*** Opening of Extracted data ***

//! Compiler flags.

use std::borrow::Cow;

use tracing::warn;

use super::{ConfigView, SettingsError, XcodeSettings};

/// Optimisation level Xcode applies when `GCC_OPTIMIZATION_LEVEL` is unset.
fn default_optimization_level(configuration: &str) -> &'static str {
    if configuration == "Debug" { "0" } else { "s" }
}

/// Architectures that accept the SSE switches.
fn is_intel(arch: &str) -> bool {
    matches!(arch, "i386" | "x86_64")
}

const SSE_SETTINGS: [(&str, &str); 4] = [
    ("GCC_ENABLE_SSE3_EXTENSIONS", "-msse3"),
    ("GCC_ENABLE_SUPPLEMENTAL_SSE3_INSTRUCTIONS", "-mssse3"),
    ("GCC_ENABLE_SSE41_EXTENSIONS", "-msse4.1"),
    ("GCC_ENABLE_SSE42_EXTENSIONS", "-msse4.2"),
];

impl XcodeSettings<'_> {
    /// Flags shared by every source language of `configuration`.
    ///
    /// `arch` selects the `-arch` value; when `None` the first active
    /// architecture is used. No `-arch` is emitted when cross-compiling.
    ///
    /// # Errors
    ///
    /// Returns [`SettingsError::ConfigurationNotFound`] for unknown names and
    /// [`SettingsError::UnsupportedDebugFormat`] for debug formats without a
    /// compiler switch.
    pub fn get_cflags(
        &self,
        configuration: &str,
        arch: Option<&str>,
    ) -> Result<Vec<String>, SettingsError> {
        let view = self.view(configuration)?;
        let mut flags = Vec::new();

        view.push_sysroot(&mut flags);
        view.push_if_yes(
            &mut flags,
            "CLANG_WARN_CONSTANT_CONVERSION",
            false,
            "-Wconstant-conversion",
        );
        view.push_if_yes(&mut flags, "GCC_CHAR_IS_UNSIGNED_CHAR", false, "-funsigned-char");
        view.push_if_yes(&mut flags, "GCC_CW_ASM_SYNTAX", true, "-fasm-blocks");
        view.push_if_yes(&mut flags, "GCC_DYNAMIC_NO_PIC", false, "-mdynamic-no-pic");
        view.push_if_yes(&mut flags, "GCC_ENABLE_PASCAL_STRINGS", true, "-mpascal-strings");

        let level = view
            .text("GCC_OPTIMIZATION_LEVEL")
            .unwrap_or_else(|| Cow::Borrowed(default_optimization_level(view.name)));
        flags.push(format!("-O{level}"));

        push_debug_format(&view, &mut flags)?;

        match view.text("GCC_STRICT_ALIASING").as_deref() {
            Some("YES") => flags.push("-fstrict-aliasing".to_owned()),
            Some("NO") => flags.push("-fno-strict-aliasing".to_owned()),
            _ => {}
        }

        view.push_if_yes(
            &mut flags,
            "GCC_SYMBOLS_PRIVATE_EXTERN",
            false,
            "-fvisibility=hidden",
        );
        view.push_if_yes(&mut flags, "GCC_TREAT_WARNINGS_AS_ERRORS", false, "-Werror");
        view.push_if_yes(
            &mut flags,
            "GCC_WARN_ABOUT_MISSING_NEWLINE",
            false,
            "-Wnewline-eof",
        );
        view.push_if_yes(&mut flags, "LLVM_LTO", false, "-flto");

        view.push_deployment_target(&mut flags);

        if !self.cross_compiling
            && let Some(selected) = self.arch_for(&view, arch)
        {
            if is_intel(&selected) {
                for (key, flag) in SSE_SETTINGS {
                    view.push_if_yes(&mut flags, key, false, flag);
                }
            }
            flags.push("-arch".to_owned());
            flags.push(selected);
        }

        flags.extend(view.list("WARNING_CFLAGS"));
        view.push_framework_dirs(&mut flags);
        Ok(flags)
    }

    /// C-only flags: language standard, then `OTHER_CFLAGS`.
    ///
    /// # Errors
    ///
    /// Returns [`SettingsError::ConfigurationNotFound`] for unknown names.
    pub fn get_cflags_c(&self, configuration: &str) -> Result<Vec<String>, SettingsError> {
        let view = self.view(configuration)?;
        let mut flags = Vec::new();
        match view.text("GCC_C_LANGUAGE_STANDARD").as_deref() {
            Some("ansi") => flags.push("-ansi".to_owned()),
            Some(standard) => flags.push(format!("-std={standard}")),
            None => {}
        }
        flags.extend(view.list("OTHER_CFLAGS"));
        Ok(flags)
    }

    /// C++-only flags.
    ///
    /// `OTHER_CPLUSPLUSFLAGS` defaults to `$(inherited)`, and both that and
    /// `$(OTHER_CFLAGS)` expand to the configuration's `OTHER_CFLAGS`.
    ///
    /// # Errors
    ///
    /// Returns [`SettingsError::ConfigurationNotFound`] for unknown names.
    pub fn get_cflags_cc(&self, configuration: &str) -> Result<Vec<String>, SettingsError> {
        let view = self.view(configuration)?;
        let mut flags = Vec::new();
        if let Some(standard) = view.text("CLANG_CXX_LANGUAGE_STANDARD") {
            flags.push(format!("-std={standard}"));
        }
        if let Some(library) = view.text("CLANG_CXX_LIBRARY") {
            flags.push(format!("-stdlib={library}"));
        }
        push_if_no(&view, &mut flags, "GCC_ENABLE_CPP_RTTI", "-fno-rtti");
        push_if_no(&view, &mut flags, "GCC_ENABLE_CPP_EXCEPTIONS", "-fno-exceptions");
        view.push_if_yes(
            &mut flags,
            "GCC_INLINES_ARE_PRIVATE_EXTERN",
            false,
            "-fvisibility-inlines-hidden",
        );
        push_if_no(
            &view,
            &mut flags,
            "GCC_THREADSAFE_STATICS",
            "-fno-threadsafe-statics",
        );
        push_if_no(
            &view,
            &mut flags,
            "GCC_WARN_ABOUT_INVALID_OFFSETOF_MACRO",
            "-Wno-invalid-offsetof",
        );

        let other = if view.get("OTHER_CPLUSPLUSFLAGS").is_some() {
            view.list("OTHER_CPLUSPLUSFLAGS")
        } else {
            vec!["$(inherited)".to_owned()]
        };
        for flag in other {
            if is_inherited_cflags(&flag) {
                flags.extend(view.list("OTHER_CFLAGS"));
            } else {
                flags.push(flag);
            }
        }
        Ok(flags)
    }

    /// Objective-C-only flags.
    ///
    /// # Errors
    ///
    /// Returns [`SettingsError::ConfigurationNotFound`] for unknown names.
    pub fn get_cflags_objc(&self, configuration: &str) -> Result<Vec<String>, SettingsError> {
        let view = self.view(configuration)?;
        let mut flags = Vec::new();
        push_objc_flags(&view, &mut flags);
        Ok(flags)
    }

    /// Objective-C++-only flags: the Objective-C flags plus C++ object
    /// construction.
    ///
    /// # Errors
    ///
    /// Returns [`SettingsError::ConfigurationNotFound`] for unknown names.
    pub fn get_cflags_objcc(&self, configuration: &str) -> Result<Vec<String>, SettingsError> {
        let view = self.view(configuration)?;
        let mut flags = Vec::new();
        push_objc_flags(&view, &mut flags);
        view.push_if_yes(
            &mut flags,
            "GCC_OBJC_CALL_CXX_CDTORS",
            false,
            "-fobjc-call-cxx-cdtors",
        );
        Ok(flags)
    }
}

fn push_debug_format(view: &ConfigView<'_>, flags: &mut Vec<String>) -> Result<(), SettingsError> {
    if !view.is_yes("GCC_GENERATE_DEBUGGING_SYMBOLS", true) {
        return Ok(());
    }
    let format = view.text_or("DEBUG_INFORMATION_FORMAT", "dwarf");
    match format.as_ref() {
        "dwarf" | "dwarf-with-dsym" => {
            flags.push("-gdwarf-2".to_owned());
            Ok(())
        }
        other => Err(SettingsError::UnsupportedDebugFormat {
            configuration: view.name.to_owned(),
            format: other.to_owned(),
        }),
    }
}

fn push_if_no(view: &ConfigView<'_>, flags: &mut Vec<String>, key: &str, flag: &str) {
    if view.text(key).as_deref() == Some("NO") {
        flags.push(flag.to_owned());
    }
}

fn push_objc_flags(view: &ConfigView<'_>, flags: &mut Vec<String>) {
    match view.text("GCC_ENABLE_OBJC_GC").as_deref() {
        Some("supported") => flags.push("-fobjc-gc".to_owned()),
        Some("required") => flags.push("-fobjc-gc-only".to_owned()),
        Some("unsupported") | None => {}
        Some(other) => warn!(value = other, "ignoring unknown GCC_ENABLE_OBJC_GC value"),
    }
    view.push_if_yes(flags, "CLANG_ENABLE_OBJC_ARC", false, "-fobjc-arc");
    view.push_if_yes(flags, "CLANG_ENABLE_OBJC_WEAK", false, "-fobjc-weak");
    view.push_if_yes(
        flags,
        "CLANG_WARN_OBJC_MISSING_PROPERTY_SYNTHESIS",
        false,
        "-Wobjc-missing-property-synthesis",
    );
}

fn is_inherited_cflags(flag: &str) -> bool {
    matches!(
        flag,
        "$inherited"
            | "$(inherited)"
            | "${inherited}"
            | "$OTHER_CFLAGS"
            | "$(OTHER_CFLAGS)"
            | "${OTHER_CFLAGS}"
    )
}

*** Close of Extracted data ***

Task details:
Copy, please, exactly the lines that start at the first line of the data and end at the line containing "fn default_optimization_level(configuration: &str)", both kept and no others.

Result for this task:
//! Compiler flags.

use std::borrow::Cow;

use tracing::warn;

use super::{ConfigView, SettingsError, XcodeSettings};

/// Optimisation level Xcode applies when `GCC_OPTIMIZATION_LEVEL` is unset.
fn default_optimization_level(configuration: &str) -> &'static str {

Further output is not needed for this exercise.